Discutindo Política | por Heitor Henrique ~ Identidade 85 ::

quarta-feira, agosto 22, 2018

Discutindo Política | por Heitor Henrique



Constantemente ouvimos uma expressão muito utilizada pela maioria das pessoas: “Política não se discute”. E esta máxima acaba englobando outros campos em nossa sociedade, como: “Religião não se discute”, ou “Futebol não se discute”, entre outras formas de natureza semelhante.

Porém gostaria de mostrar, nesta primeira contribuição que faço ao blog, uma opinião diversa ao ditado popular apresentado anteriormente: “Política se discute, sim!”

Antes de entrarmos de fato na discussão aqui proposta, é necessário buscar uma definição do que vem a ser política. Cientistas políticos, sociólogos, historiadores e outros estudiosos do assunto, contemporâneos ou não, chegaram a um acordo de que a política é o exercício de poder de um indivíduo ou grupo sobre outro indivíduo ou grupo. Desde a Grécia antiga o famoso filósofo Aristóteles, em sua obra intitulada “Política”, dizia que “o homem é por natureza um animal político”. Portanto, uma discussão que já atravessa mais de vinte séculos.

A grande maioria das pessoas veem política apenas na esfera governamental, seja ela, municipal, estadual ou federal, não enxergando que a política cobre muito mais do que isso. Um filósofo e historiador francês chamado Michel Foucault dedicou sua carreira acadêmica aos estudos sobre o poder e sua atuação em esferas menores, chegando à conclusão que o exercício do poder está presente em diferentes camadas da nossa sociedade. A política está presente em escolas, hospitais, empresas e indústrias, famílias e igrejas, ou seja, em todos os espaços do nosso dia-a-dia. Sendo assim estamos constantemente condicionados a cenários que representam o uso do poder, ou sofremos a ação ou impomos a ação do poder ao próximo.

Desta forma, a política torna-se totalmente discutível, é através dela que podemos tentar chegar a respostas para problemas diários e organizar a sociedade de forma mais agradável. Somos responsáveis pelo nosso sistema político, de forma indireta, mas somos. Somos responsáveis pelos governantes que tomam as decisões pelos cidadãos que o mesmo representa. Somos responsáveis também por cobrar deles uma postura de acordo com a prometida em campanha. 

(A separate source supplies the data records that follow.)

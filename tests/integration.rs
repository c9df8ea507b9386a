mod common;

use std::process::Command;

use crate::common::fixture_dir;

fn symref_cmd() -> Command {
    let mut cmd = Command::new(env!("CARGO_BIN_EXE_symref"));
    cmd.current_dir(fixture_dir());
    cmd
}

#[test]
fn resolve_prints_canonical_references() {
    let output = symref_cmd().args(["resolve", "/MixedFramework/MFWidget/spin"]).output().unwrap();
    assert!(output.status.success(), "resolve failed: {}", String::from_utf8_lossy(&output.stderr));

    let stdout = String::from_utf8_lossy(&output.stdout);
    assert!(
        stdout.contains("doc://org.swift.MixedFramework/documentation/MixedFramework/Widget/spin()"),
        "unexpected output: {stdout}"
    );
}

#[test]
fn ambiguous_link_exits_with_one() {
    let output = symref_cmd().args(["resolve", "/MixedFramework/Options/first"]).output().unwrap();
    assert_eq!(output.status.code(), Some(1));

    let stderr = String::from_utf8_lossy(&output.stderr);
    assert!(stderr.contains("symref.link.Ambiguous"), "unexpected stderr: {stderr}");
    assert!(stderr.contains("first-enum.case"), "unexpected stderr: {stderr}");
}

#[test]
fn snapshot_then_resolve_externally() {
    let out = tempfile::tempdir().unwrap();
    let snapshot = symref_cmd().arg("snapshot").arg("--output").arg(out.path()).output().unwrap();
    assert!(snapshot.status.success(), "snapshot failed: {}", String::from_utf8_lossy(&snapshot.stderr));
    assert!(out.path().join("link-hierarchy.json").exists());
    assert!(out.path().join("linkable-entities.json").exists());

    let resolve = Command::new(env!("CARGO_BIN_EXE_symref"))
        .current_dir(out.path())
        .arg("resolve")
        .arg("--snapshot")
        .arg(out.path().join("link-hierarchy.json"))
        .arg("--summaries")
        .arg(out.path().join("linkable-entities.json"))
        .args(["/MixedFramework/Options/first-enum.case", "/MixedFramework/Widget/spin()"])
        .output()
        .unwrap();
    assert!(resolve.status.success(), "resolve failed: {}", String::from_utf8_lossy(&resolve.stderr));

    let stdout = String::from_utf8_lossy(&resolve.stdout);
    assert!(stdout.contains("/documentation/MixedFramework/Options/first-swift.enum.case"), "{stdout}");
    assert!(stdout.contains("/documentation/MixedFramework/Widget/spin()"), "{stdout}");
}

#[test]
fn merge_prints_relationships_as_json() {
    let output = symref_cmd().arg("merge").output().unwrap();
    assert!(output.status.success(), "merge failed: {}", String::from_utf8_lossy(&output.stderr));

    let report: serde_json::Value = serde_json::from_slice(&output.stdout).unwrap();
    assert!(report["problems"].as_array().unwrap().is_empty());
    assert!(report["symbols"].as_array().unwrap().len() >= 10);
}

#[test]
fn missing_graphs_exit_with_two() {
    let dir = tempfile::tempdir().unwrap();
    let output = Command::new(env!("CARGO_BIN_EXE_symref"))
        .current_dir(dir.path())
        .args(["dump"])
        .output()
        .unwrap();
    assert_eq!(output.status.code(), Some(2));
}

#[test]
fn corrupt_snapshot_exits_with_two() {
    let dir = tempfile::tempdir().unwrap();
    std::fs::write(dir.path().join("h.json"), r#"{"version": 99}"#).unwrap();
    std::fs::write(dir.path().join("s.json"), "[]").unwrap();
    let output = Command::new(env!("CARGO_BIN_EXE_symref"))
        .current_dir(dir.path())
        .args(["resolve", "--snapshot", "h.json", "--summaries", "s.json", "/Kit"])
        .output()
        .unwrap();
    assert_eq!(output.status.code(), Some(2));
}

#[test]
fn graph_flags_are_reported_as_ignored_with_a_snapshot() {
    let out = tempfile::tempdir().unwrap();
    let snapshot = symref_cmd().arg("snapshot").arg("--output").arg(out.path()).output().unwrap();
    assert!(snapshot.status.success(), "snapshot failed: {}", String::from_utf8_lossy(&snapshot.stderr));

    let resolve = symref_cmd()
        .arg("resolve")
        .arg("--snapshot")
        .arg(out.path().join("link-hierarchy.json"))
        .arg("--summaries")
        .arg(out.path().join("linkable-entities.json"))
        .args(["--graph", "graphs", "/MixedFramework/Widget"])
        .output()
        .unwrap();
    assert!(resolve.status.success(), "resolve failed: {}", String::from_utf8_lossy(&resolve.stderr));

    let stderr = String::from_utf8_lossy(&resolve.stderr);
    assert!(stderr.contains("ignored with --snapshot"), "unexpected stderr: {stderr}");
}

#[test]
fn local_resolve_prints_merge_problems() {
    let dir = tempfile::tempdir().unwrap();
    let graph = serde_json::json!({
        "metadata": { "formatVersion": { "major": 0, "minor": 6, "patch": 0 }, "generator": "test" },
        "module": { "name": "Kit", "platform": {} },
        "symbols": [{
            "identifier": { "precise": "s:3Kit6WidgetC", "interfaceLanguage": "swift" },
            "kind": { "identifier": "swift.class", "displayName": "Class" },
            "names": { "title": "Widget" },
            "pathComponents": ["Widget"]
        }],
        "relationships": [
            { "kind": "conformsTo", "source": "s:3Kit7MissingV", "target": "s:3Kit6WidgetC" }
        ]
    });
    std::fs::write(dir.path().join("Kit.symbols.json"), graph.to_string()).unwrap();

    let output = Command::new(env!("CARGO_BIN_EXE_symref"))
        .current_dir(dir.path())
        .args(["resolve", "--graph", ".", "/Kit/Widget"])
        .output()
        .unwrap();
    assert!(output.status.success(), "resolve failed: {}", String::from_utf8_lossy(&output.stderr));

    let stderr = String::from_utf8_lossy(&output.stderr);
    assert!(stderr.contains("symref.relationship.SymbolNotFound"), "unexpected stderr: {stderr}");
    assert!(stderr.contains("s:3Kit7MissingV"), "unexpected stderr: {stderr}");
}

A busca por informações políticas e sua participação na vida pública por parte do cidadão brasileiro tem sido cada vez maior. Porém, com a mesma velocidade com que cresce essa participação, diminui sua a qualidade. A maioria das pessoas hoje possuem mais acesso ás informações políticas por conta do advento da tecnologia, principalmente no que tange aos meios digitais. Devido a isso compram discursos e mensagens prontas sobre seus candidatos, seja de orientação política de direita ou esquerda, sem se importarem com o verdadeiro perfil do mesmo e não percebendo assim que estes estão totalmente despreparados para uma vida pública satisfatória aos interesse populares. Essa perda de qualidade de informação tem gerado debates em redes sociais que pregam o ódio aos demais por posições políticas contrárias às suas, situação que não levam a lugar nenhum e não ajudam a resolver o problema do município, estado ou país.

Vivemos uma democracia, um sistema político surgido na Grécia Antiga há milênio atrás. Apesar das diferenças da democracia ateniense da Grécia Antiga e a nossa, atualmente é um sistema que possibilita a participação de todos e dá a liberdade de cada um ter a sua opinião. Não é um sistema político perfeito, e está longe disso, mas seu funcionamento estaria muito melhor se cada cidadão fizesse cumprir a sua participação numa escolha adequada de seus candidatos e na cobrança necessária a cada um deles em exercício.

2018 é um ano que está sendo e será lembrado pela copa do mundo de futebol, mas que também possa ser lembrado pela participação mais incisiva dos brasileiros na política, por que política se discute, sim!


HEITOR ESPERANÇA HENRIQUE: É formado em História pela Universidade Estadual de Maringá, possui Mestrado pela mesma instituição. Inicia o seu doutorado pela Universidade Federal do Paraná em fevereiro de 2018. Atualmente atua como professor no departamento de História da Fafiman.